---------- Records shown ----------
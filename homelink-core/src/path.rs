//! Paths into the hierarchical state document.
//!
//! A path is a list of segments relative to the document root. The textual
//! form joins segments with `/`; the empty string is the root.
//!
//! ```text
//! ""                    → root
//! "fan"                 → top-level switch
//! "leds/3"              → slot 3 of the `leds` bank
//! "sensors/temperature" → sensor leaf
//! ```

use serde::{Deserialize, Serialize};
use std::fmt;

/// Characters the hosted store refuses inside a key.
const FORBIDDEN: &[char] = &['.', '#', '$', '[', ']'];

/// Path parse errors.
#[derive(Debug, Clone, PartialEq, Eq, thiserror::Error)]
pub enum PathError {
    #[error("empty segment in path '{0}'")]
    EmptySegment(String),

    #[error("forbidden character {ch:?} in segment '{segment}'")]
    ForbiddenCharacter { segment: String, ch: char },
}

/// A validated path into the state document.
#[derive(Debug, Clone, PartialEq, Eq, Hash, PartialOrd, Ord, Default, Serialize, Deserialize)]
#[serde(try_from = "String", into = "String")]
pub struct StatePath {
    segments: Vec<String>,
}

impl StatePath {
    /// The document root.
    pub fn root() -> Self {
        Self::default()
    }

    /// Parse a textual path. Leading and trailing slashes are ignored.
    pub fn parse(raw: &str) -> Result<Self, PathError> {
        let trimmed = raw.trim_matches('/');
        if trimmed.is_empty() {
            return Ok(Self::root());
        }

        let mut segments = Vec::new();
        for segment in trimmed.split('/') {
            if segment.trim().is_empty() {
                return Err(PathError::EmptySegment(raw.to_string()));
            }
            if let Some(ch) = segment.chars().find(|c| FORBIDDEN.contains(c)) {
                return Err(PathError::ForbiddenCharacter {
                    segment: segment.to_string(),
                    ch,
                });
            }
            segments.push(segment.to_string());
        }
        Ok(Self { segments })
    }

    /// Append one segment. The segment is trusted (used with schema names
    /// and numeric indices only).
    pub fn child(&self, segment: impl fmt::Display) -> Self {
        let mut segments = self.segments.clone();
        segments.push(segment.to_string());
        Self { segments }
    }

    pub fn segments(&self) -> &[String] {
        &self.segments
    }

    pub fn is_root(&self) -> bool {
        self.segments.is_empty()
    }

    /// Number of segments.
    pub fn depth(&self) -> usize {
        self.segments.len()
    }

    /// `self` equals `other` or is one of its ancestors.
    pub fn is_prefix_of(&self, other: &StatePath) -> bool {
        other.segments.len() >= self.segments.len()
            && self.segments.iter().zip(&other.segments).all(|(a, b)| a == b)
    }

    /// A write at one path changes the value seen at the other.
    pub fn overlaps(&self, other: &StatePath) -> bool {
        self.is_prefix_of(other) || other.is_prefix_of(self)
    }
}

impl fmt::Display for StatePath {
    fn fmt(&self, f: &mut fmt::Formatter<'_>) -> fmt::Result {
        f.write_str(&self.segments.join("/"))
    }
}

impl TryFrom<String> for StatePath {
    type Error = PathError;

    fn try_from(value: String) -> Result<Self, Self::Error> {
        Self::parse(&value)
    }
}

impl From<StatePath> for String {
    fn from(path: StatePath) -> Self {
        path.to_string()
    }
}
//! Selection context: the draft a wizard accumulates one step at a time.
//!
//! Setters touch exactly one field. The only operation that clears more than
//! the field it names is [`SlipDraft::invalidate_dependents_of`], which the
//! wizard calls when a revised upstream value is continued.

use std::collections::BTreeSet;

use serde::{Deserialize, Serialize};
use shared::domain::{
    Arch, CategoryId, DoctorId, LabId, ProductId, StageId, SubcategoryId, ToothNumber,
};

use crate::step::WizardStep;

#[derive(Debug, Clone, Default, PartialEq, Eq, Serialize, Deserialize)]
pub struct SlipDraft {
    lab: Option<LabId>,
    doctor: Option<DoctorId>,
    patient_name: String,
    category: Option<CategoryId>,
    subcategory: Option<SubcategoryId>,
    product: Option<ProductId>,
    stages: BTreeSet<StageId>,
    arch: Option<Arch>,
    teeth: BTreeSet<ToothNumber>,
}

/// The value a step contributes to the draft, used to detect revisions.
#[derive(Debug, Clone, PartialEq, Eq)]
pub(crate) enum StepValue {
    Lab(Option<LabId>),
    Doctor(Option<DoctorId>),
    Patient(String),
    Category(Option<CategoryId>),
    Subcategory(Option<SubcategoryId>),
    Product(Option<ProductId>),
    Stages(BTreeSet<StageId>),
}

/// Steps whose selections were derived from `step` and stop applying when it
/// changes.
pub fn dependents_of(step: WizardStep) -> &'static [WizardStep] {
    match step {
        WizardStep::Category => &[WizardStep::Subcategory, WizardStep::Product],
        WizardStep::Subcategory => &[WizardStep::Product],
        WizardStep::Lab
        | WizardStep::Doctor
        | WizardStep::Patient
        | WizardStep::Product
        | WizardStep::Stage => &[],
    }
}

impl SlipDraft {
    pub fn new() -> Self {
        Self::default()
    }

    pub fn lab(&self) -> Option<&LabId> {
        self.lab.as_ref()
    }

    pub fn set_lab(&mut self, lab: Option<LabId>) {
        self.lab = lab;
    }

    pub fn doctor(&self) -> Option<&DoctorId> {
        self.doctor.as_ref()
    }

    pub fn set_doctor(&mut self, doctor: Option<DoctorId>) {
        self.doctor = doctor;
    }

    pub fn patient_name(&self) -> &str {
        &self.patient_name
    }

    pub fn set_patient_name(&mut self, name: impl Into<String>) {
        self.patient_name = name.into();
    }

    pub fn category(&self) -> Option<&CategoryId> {
        self.category.as_ref()
    }

    pub fn set_category(&mut self, category: Option<CategoryId>) {
        self.category = category;
    }

    pub fn subcategory(&self) -> Option<&SubcategoryId> {
        self.subcategory.as_ref()
    }

    pub fn set_subcategory(&mut self, subcategory: Option<SubcategoryId>) {
        self.subcategory = subcategory;
    }

    pub fn product(&self) -> Option<&ProductId> {
        self.product.as_ref()
    }

    pub fn set_product(&mut self, product: Option<ProductId>) {
        self.product = product;
    }

    pub fn stages(&self) -> &BTreeSet<StageId> {
        &self.stages
    }

    pub fn set_stages(&mut self, stages: impl IntoIterator<Item = StageId>) {
        self.stages = stages.into_iter().collect();
    }

    pub fn add_stage(&mut self, stage: StageId) -> bool {
        self.stages.insert(stage)
    }

    pub fn remove_stage(&mut self, stage: &StageId) -> bool {
        self.stages.remove(stage)
    }

    pub fn arch(&self) -> Option<Arch> {
        self.arch
    }

    pub fn set_arch(&mut self, arch: Option<Arch>) {
        self.arch = arch;
    }

    pub fn teeth(&self) -> &BTreeSet<ToothNumber> {
        &self.teeth
    }

    pub fn set_teeth(&mut self, teeth: impl IntoIterator<Item = ToothNumber>) {
        self.teeth = teeth.into_iter().collect();
    }

    /// Whether the late-stage arch/teeth selection has been made.
    pub fn has_arch_or_teeth(&self) -> bool {
        self.arch.is_some() || !self.teeth.is_empty()
    }

    /// Restores the empty draft. Calling it twice is the same as calling it once.
    pub fn reset(&mut self) {
        *self = Self::default();
    }

    /// True when no field holds anything worth confirming before discarding.
    pub fn is_empty(&self) -> bool {
        self.lab.as_ref().map_or(true, LabId::is_blank)
            && self.doctor.as_ref().map_or(true, DoctorId::is_blank)
            && self.patient_name.trim().is_empty()
            && self.category.as_ref().map_or(true, CategoryId::is_blank)
            && self.subcategory.as_ref().map_or(true, SubcategoryId::is_blank)
            && self.product.as_ref().map_or(true, ProductId::is_blank)
            && self.stages.is_empty()
            && !self.has_arch_or_teeth()
    }

    /// Clears every field structurally derived from `step` and returns the
    /// steps that were cleared.
    pub fn invalidate_dependents_of(&mut self, step: WizardStep) -> Vec<WizardStep> {
        let mut cleared = Vec::new();
        for dependent in dependents_of(step) {
            let had_value = match dependent {
                WizardStep::Subcategory => self.subcategory.take().is_some(),
                WizardStep::Product => self.product.take().is_some(),
                _ => false,
            };
            if had_value {
                cleared.push(*dependent);
            }
        }
        cleared
    }

    pub(crate) fn value_at(&self, step: WizardStep) -> StepValue {
        match step {
            WizardStep::Lab => StepValue::Lab(self.lab.clone()),
            WizardStep::Doctor => StepValue::Doctor(self.doctor.clone()),
            WizardStep::Patient => StepValue::Patient(self.patient_name.trim().to_string()),
            WizardStep::Category => StepValue::Category(self.category.clone()),
            WizardStep::Subcategory => StepValue::Subcategory(self.subcategory.clone()),
            WizardStep::Product => StepValue::Product(self.product.clone()),
            WizardStep::Stage => StepValue::Stages(self.stages.clone()),
        }
    }
}
//! Scripted wizard sessions: a JSON array of actions replayed in order.

use std::collections::BTreeSet;

use serde::Deserialize;
use shared::{
    domain::{Arch, ToothNumber},
    error::ApiError,
};
use slip_wizard::{
    ArchSelection, SlipSubmitter, SlipWizard, StepInput, WizardError, WizardResponse,
};
use tracing::{info, warn};

#[derive(Debug, Clone, Deserialize)]
#[serde(tag = "action", rename_all = "snake_case")]
pub enum ScriptAction {
    Open,
    Continue {
        input: StepInput,
    },
    Advance,
    Back,
    Cancel,
    ConfirmCancel,
    DismissCancel,
    ConfirmArch {
        #[serde(default)]
        arch: Option<Arch>,
        #[serde(default)]
        teeth: BTreeSet<ToothNumber>,
    },
    DismissArch,
    Submit,
    OverrideSubmitWarning,
    DismissSubmitWarning,
}

impl ScriptAction {
    fn name(&self) -> &'static str {
        match self {
            Self::Open => "open",
            Self::Continue { .. } => "continue",
            Self::Advance => "advance",
            Self::Back => "back",
            Self::Cancel => "cancel",
            Self::ConfirmCancel => "confirm_cancel",
            Self::DismissCancel => "dismiss_cancel",
            Self::ConfirmArch { .. } => "confirm_arch",
            Self::DismissArch => "dismiss_arch",
            Self::Submit => "submit",
            Self::OverrideSubmitWarning => "override_submit_warning",
            Self::DismissSubmitWarning => "dismiss_submit_warning",
        }
    }
}

#[derive(Debug, Default, Clone)]
pub struct RunSummary {
    pub applied: usize,
    pub rejected: Vec<ApiError>,
}

pub fn parse_script(raw: &str) -> serde_json::Result<Vec<ScriptAction>> {
    serde_json::from_str(raw)
}

/// `Ok(None)` for actions that succeed without a wizard response.
pub fn apply<S: SlipSubmitter>(
    wizard: &mut SlipWizard<S>,
    action: ScriptAction,
) -> Result<Option<WizardResponse>, WizardError> {
    let response = match action {
        ScriptAction::Open => {
            wizard.open_wizard()?;
            return Ok(None);
        }
        ScriptAction::Continue { input } => wizard.continue_with(input)?,
        ScriptAction::Advance => wizard.advance()?,
        ScriptAction::Back => wizard.back()?,
        ScriptAction::Cancel => wizard.cancel()?,
        ScriptAction::ConfirmCancel => wizard.confirm_cancel()?,
        ScriptAction::DismissCancel => wizard.dismiss_cancel()?,
        ScriptAction::ConfirmArch { arch, teeth } => {
            wizard.confirm_arch(ArchSelection { arch, teeth })?
        }
        ScriptAction::DismissArch => wizard.dismiss_arch()?,
        ScriptAction::Submit => wizard.submit()?,
        ScriptAction::OverrideSubmitWarning => wizard.override_submit_warning()?,
        ScriptAction::DismissSubmitWarning => wizard.dismiss_submit_warning()?,
    };
    Ok(Some(response))
}

/// Applies every action; rejected ones are recorded and skipped.
pub fn run_script<S: SlipSubmitter>(
    wizard: &mut SlipWizard<S>,
    actions: Vec<ScriptAction>,
) -> RunSummary {
    let mut summary = RunSummary::default();
    for (index, action) in actions.into_iter().enumerate() {
        let name = action.name();
        match apply(wizard, action) {
            Ok(response) => {
                summary.applied += 1;
                info!(index, action = name, ?response, step = %wizard.step(), "action applied");
            }
            Err(err) => {
                warn!(index, action = name, error = %err, "action rejected");
                summary.rejected.push(ApiError::from(&err));
            }
        }
    }
    summary
}

#[cfg(test)]
mod tests {
    use super::{parse_script, run_script, ScriptAction};
    use shared::{error::ErrorCode, protocol::CompletedSlip};
    use slip_wizard::{Catalog, ModalKind, SlipWizard, WizardSettings, WizardStep};

    fn catalog() -> Catalog {
        serde_json::from_str(include_str!("../demos/catalog.json")).expect("demo catalog")
    }

    #[test]
    fn demo_script_submits_one_slip() {
        let actions = parse_script(include_str!("../demos/session.json")).expect("demo script");
        let mut wizard = SlipWizard::new(WizardSettings::default(), Vec::<CompletedSlip>::new())
            .with_catalog(catalog());

        let summary = run_script(&mut wizard, actions);

        assert_eq!(wizard.submitter().len(), 1);
        assert_eq!(summary.rejected.len(), 1);
        assert!(matches!(summary.rejected[0].code, ErrorCode::Validation));
        assert!(!wizard.is_open());
    }

    #[test]
    fn parses_tagged_actions() {
        let actions = parse_script(
            r#"[
                { "action": "continue", "input": { "lab": "L1" } },
                { "action": "confirm_arch", "arch": "upper", "teeth": [3, 4] },
                { "action": "override_submit_warning" }
            ]"#,
        )
        .expect("script");

        assert!(matches!(actions[0], ScriptAction::Continue { .. }));
        match &actions[1] {
            ScriptAction::ConfirmArch { arch, teeth } => {
                assert!(arch.is_some());
                assert_eq!(teeth.len(), 2);
            }
            other => panic!("unexpected action {other:?}"),
        }
        assert_eq!(actions[2].name(), "override_submit_warning");
    }

    #[test]
    fn out_of_range_tooth_fails_to_parse() {
        assert!(parse_script(r#"[{ "action": "confirm_arch", "teeth": [33] }]"#).is_err());
    }

    #[test]
    fn rejected_actions_do_not_stop_the_run() {
        let actions = parse_script(
            r#"[
                { "action": "advance" },
                { "action": "continue", "input": { "lab": "L1" } },
                { "action": "submit" },
                { "action": "back" },
                { "action": "cancel" }
            ]"#,
        )
        .expect("script");
        let mut wizard = SlipWizard::new(WizardSettings::default(), Vec::<CompletedSlip>::new())
            .with_catalog(catalog());

        let summary = run_script(&mut wizard, actions);

        assert_eq!(summary.applied, 3);
        assert_eq!(summary.rejected.len(), 2);
        assert!(matches!(summary.rejected[0].code, ErrorCode::Validation));
        assert!(matches!(summary.rejected[1].code, ErrorCode::InvalidTransition));
        assert_eq!(wizard.visible_modal(), ModalKind::CancelConfirmation);
        assert_eq!(wizard.step(), WizardStep::Lab);
    }
}
use chrono::{DateTime, Utc};
use serde::{Deserialize, Serialize};
use uuid::Uuid;

use crate::domain::{
    Arch, CategoryId, DoctorId, LabId, ProductId, StageId, SubcategoryId, ToothNumber,
};

/// A finished slip, handed to whatever submits it to the lab's API.
#[derive(Debug, Clone, PartialEq, Eq, Serialize, Deserialize)]
pub struct CompletedSlip {
    pub slip_id: Uuid,
    pub lab_id: LabId,
    pub doctor_id: DoctorId,
    pub patient_name: String,
    pub category_id: CategoryId,
    pub subcategory_id: SubcategoryId,
    pub product_id: ProductId,
    pub stage_ids: Vec<StageId>,
    #[serde(default, skip_serializing_if = "Option::is_none")]
    pub arch: Option<Arch>,
    #[serde(default, skip_serializing_if = "Vec::is_empty")]
    pub teeth: Vec<ToothNumber>,
    /// Set when the user submitted through the missing-arch warning.
    #[serde(default)]
    pub arch_warning_overridden: bool,
    pub completed_at: DateTime<Utc>,
}

impl CompletedSlip {
    pub fn has_arch_or_teeth(&self) -> bool {
        self.arch.is_some() || !self.teeth.is_empty()
    }
}

#[derive(Debug, Clone, Serialize, Deserialize)]
#[serde(tag = "type", content = "payload", rename_all = "snake_case")]
pub enum SlipEvent {
    SlipCompleted { slip: CompletedSlip },
}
----------
_Task prompt_: Report every line in the data above in which the word "applied" appears.

_Answer space_:
    pub applied: usize,
                summary.applied += 1;
                info!(index, action = name, ?response, step = %wizard.step(), "action applied");
        assert_eq!(summary.applied, 3);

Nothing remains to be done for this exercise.